Menpora Imam Nahrawi kepada detiksport mengungkapkan rasa prihatinnya dan menegaskan kalau seluruh panitia Asian Games 2018 atau INASGOC pun merapatkan barisan untuk menghadapi terorisme. Seperti saat berkomentar soal kerusuhan Mako Brimob, Nahrawi kembali menegaskan kalau aksi teror tak akan mempengaruhi Asian Games 2018.

 

Erick Thohir selaku Ketua INASGOC membeberkan kalau panitia Asian Games juga melakukan perlindungan atas ancaman siber atau fisik.

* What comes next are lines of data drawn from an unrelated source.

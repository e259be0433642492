use ferrous_whois_domain::{DomainInfo, DomainResponse, ParserKind};
use std::sync::Arc;

/// Extracts structured data from a raw response.
///
/// Malformed or empty input yields `None`, never an error.
pub trait ResponseParser: Send + Sync {
    fn parse(&self, response: &DomainResponse) -> Option<DomainInfo>;
}

/// Resolves the parser configured for a registry family.
pub trait ParserProvider: Send + Sync {
    fn parser_for(&self, kind: ParserKind) -> Arc<dyn ResponseParser>;
}
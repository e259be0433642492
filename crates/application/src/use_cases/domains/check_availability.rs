use ferrous_whois_domain::DomainError;
use std::sync::Arc;
use tracing::info;

use crate::services::DomainLookupService;

pub struct CheckAvailabilityUseCase {
    lookup: Arc<DomainLookupService>,
}

impl CheckAvailabilityUseCase {
    pub fn new(lookup: Arc<DomainLookupService>) -> Self {
        Self { lookup }
    }

    /// A domain is available when no matching registry returns data for it.
    pub async fn execute(&self, domain: &str) -> Result<bool, DomainError> {
        let resolution = self.lookup.load_domain_data(domain, None).await?;
        let available = !resolution.is_found();

        info!(domain = %domain, available, "Availability checked");
        Ok(available)
    }
}
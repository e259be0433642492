use ferrous_whois_domain::{is_domain_zone, normalize_zone, DomainInfo, DomainResponse, WhoisServer};
use std::fmt;
use std::sync::Arc;

use crate::ports::{ParserProvider, QueryBuilder, ResponseParser};

/// A registry endpoint: the zone it serves, where to ask, and how to ask and read.
#[derive(Clone)]
pub struct TldEndpoint {
    pub zone: Arc<str>,
    pub host: Arc<str>,
    pub centralized: bool,
    query_builder: Arc<dyn QueryBuilder>,
    parser: Arc<dyn ResponseParser>,
}

impl TldEndpoint {
    pub fn new(
        zone: &str,
        host: impl Into<Arc<str>>,
        query_builder: Arc<dyn QueryBuilder>,
        parser: Arc<dyn ResponseParser>,
    ) -> Self {
        Self {
            zone: normalize_zone(zone).into(),
            host: host.into(),
            centralized: false,
            query_builder,
            parser,
        }
    }

    pub fn from_server(server: &WhoisServer, parsers: &dyn ParserProvider) -> Self {
        Self::new(
            &server.zone,
            server.host.as_str(),
            Arc::new(server.query_format.clone()),
            parsers.parser_for(server.parser),
        )
        .with_centralized(server.centralized)
    }

    pub fn with_centralized(mut self, centralized: bool) -> Self {
        self.centralized = centralized;
        self
    }

    pub fn is_domain_zone(&self, domain: &str) -> bool {
        is_domain_zone(domain, &self.zone)
    }

    pub fn build_query(&self, domain: &str, strict: bool) -> String {
        self.query_builder.build_query(domain, strict)
    }

    pub fn parse(&self, response: &DomainResponse) -> Option<DomainInfo> {
        self.parser.parse(response)
    }
}

impl fmt::Debug for TldEndpoint {
    fn fmt(&self, f: &mut fmt::Formatter<'_>) -> fmt::Result {
        f.debug_struct("TldEndpoint")
            .field("zone", &self.zone)
            .field("host", &self.host)
            .field("centralized", &self.centralized)
            .finish_non_exhaustive()
    }
}

pub fn build_endpoints(
    servers: &[WhoisServer],
    parsers: &dyn ParserProvider,
) -> Vec<Arc<TldEndpoint>> {
    servers
        .iter()
        .map(|server| Arc::new(TldEndpoint::from_server(server, parsers)))
        .collect()
}
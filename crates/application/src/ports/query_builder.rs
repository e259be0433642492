use ferrous_whois_domain::QueryFormat;

pub trait QueryBuilder: Send + Sync {
    fn build_query(&self, domain: &str, strict: bool) -> String;
}

impl QueryBuilder for QueryFormat {
    fn build_query(&self, domain: &str, strict: bool) -> String {
        self.build(domain, strict)
    }
}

Untuk siber pihak panitia membangun cyber protection dan untuk keamanan fisik, INASGOC bekerja sama dengan TNI-Polri demi mengantisipasi teror. “Nantinya bus-bus yang membawa tamu atau atlet akan didampingi pengamanan dan diiringi perlindungan kepolisian juga. Para penonton juga akan didata ketat karena untuk membeli tiket harus menulis lokasi tinggal hingga nomor telepon.”

 

Ada 3 Persoalan Asian Games 2018

 

Sementara itu Wakil Presiden Jusuf Kalla justru menyebut kalau ada tiga masalah utama yang harus diselesaikan INASGOC. Pertama adalah fasilitas velodrome untuk kegiatan di Jakarta yang harus selesai pada Juni ini. Sementara untuk dua hal lainnya, JK menyinggung mengenai penyelenggaraan yang harus aman terkendali dan lancar hingga prestasi atlet. Karena memang sebagai tuan rumah, Indonesia mematok target masuk 10 besar.

 

Target itu dirasa cukup berat karena dalam Asian Games 2014 di Korea Selatan, Indonesia cuma mampu bertengger di posisi ke-17. Skuad Merah Putih bahkan cukup muram karena kalah dari tiga negara Asia Tenggara lainnya yakni Thailand, Malaysia dan Singapura. Sementara itu mengenai persoalan keamanan, JK cukup yakin dengan janji TNI-Polri yang akan mempersiapkan 100 ribu pasukan hingga lima kali lipatnya.

 

Asian Games 2018 Kurang Dari 100 Hari Lagi

Tepat hari Minggu (13/5) kemarin, INASGOC menggelar Parade Menuju 100 Hari Asian Games 2018. Dilangsungkan di pintu Silang Barat Daya Monas, Jakarta Pusat, parade itu dimulai pada pukul 06.45 WIB dan dibuka langsung oleh Wapres JK. Sedikitnya 4.000 peserta dari berbagai instansi ikut ambil bagian dalam parade yang dilakukan demi mensukseskan dan meningkatkan antusias atas Asian Games 2018. JK berpendapat bahwa Asian Games 2018 ini enam kali lipat lebih besar dari Asian Games 1962 yang juga berlangsung di Jakarta.